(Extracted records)
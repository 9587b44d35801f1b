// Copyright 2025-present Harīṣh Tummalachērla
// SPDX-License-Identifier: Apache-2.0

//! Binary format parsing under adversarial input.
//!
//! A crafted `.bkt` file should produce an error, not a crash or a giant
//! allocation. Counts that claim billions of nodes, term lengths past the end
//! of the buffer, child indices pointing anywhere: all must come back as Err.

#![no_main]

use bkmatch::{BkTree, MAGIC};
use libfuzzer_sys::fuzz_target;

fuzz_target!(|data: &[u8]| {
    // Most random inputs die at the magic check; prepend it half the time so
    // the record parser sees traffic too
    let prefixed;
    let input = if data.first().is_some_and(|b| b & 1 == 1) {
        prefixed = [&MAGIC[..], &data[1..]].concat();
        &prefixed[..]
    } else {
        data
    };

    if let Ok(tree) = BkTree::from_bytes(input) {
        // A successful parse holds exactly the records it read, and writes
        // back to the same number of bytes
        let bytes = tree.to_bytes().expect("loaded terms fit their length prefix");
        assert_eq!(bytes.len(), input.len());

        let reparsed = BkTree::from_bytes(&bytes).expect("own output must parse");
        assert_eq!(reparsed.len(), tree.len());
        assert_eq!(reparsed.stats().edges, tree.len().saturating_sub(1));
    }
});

WHAT YOU SHOULD DO>
Read through the data and copy every line where "prefixed" shows up.

EXERCISE SOLUTION>
    let prefixed;
        prefixed = [&MAGIC[..], &data[1..]].concat();
        &prefixed[..]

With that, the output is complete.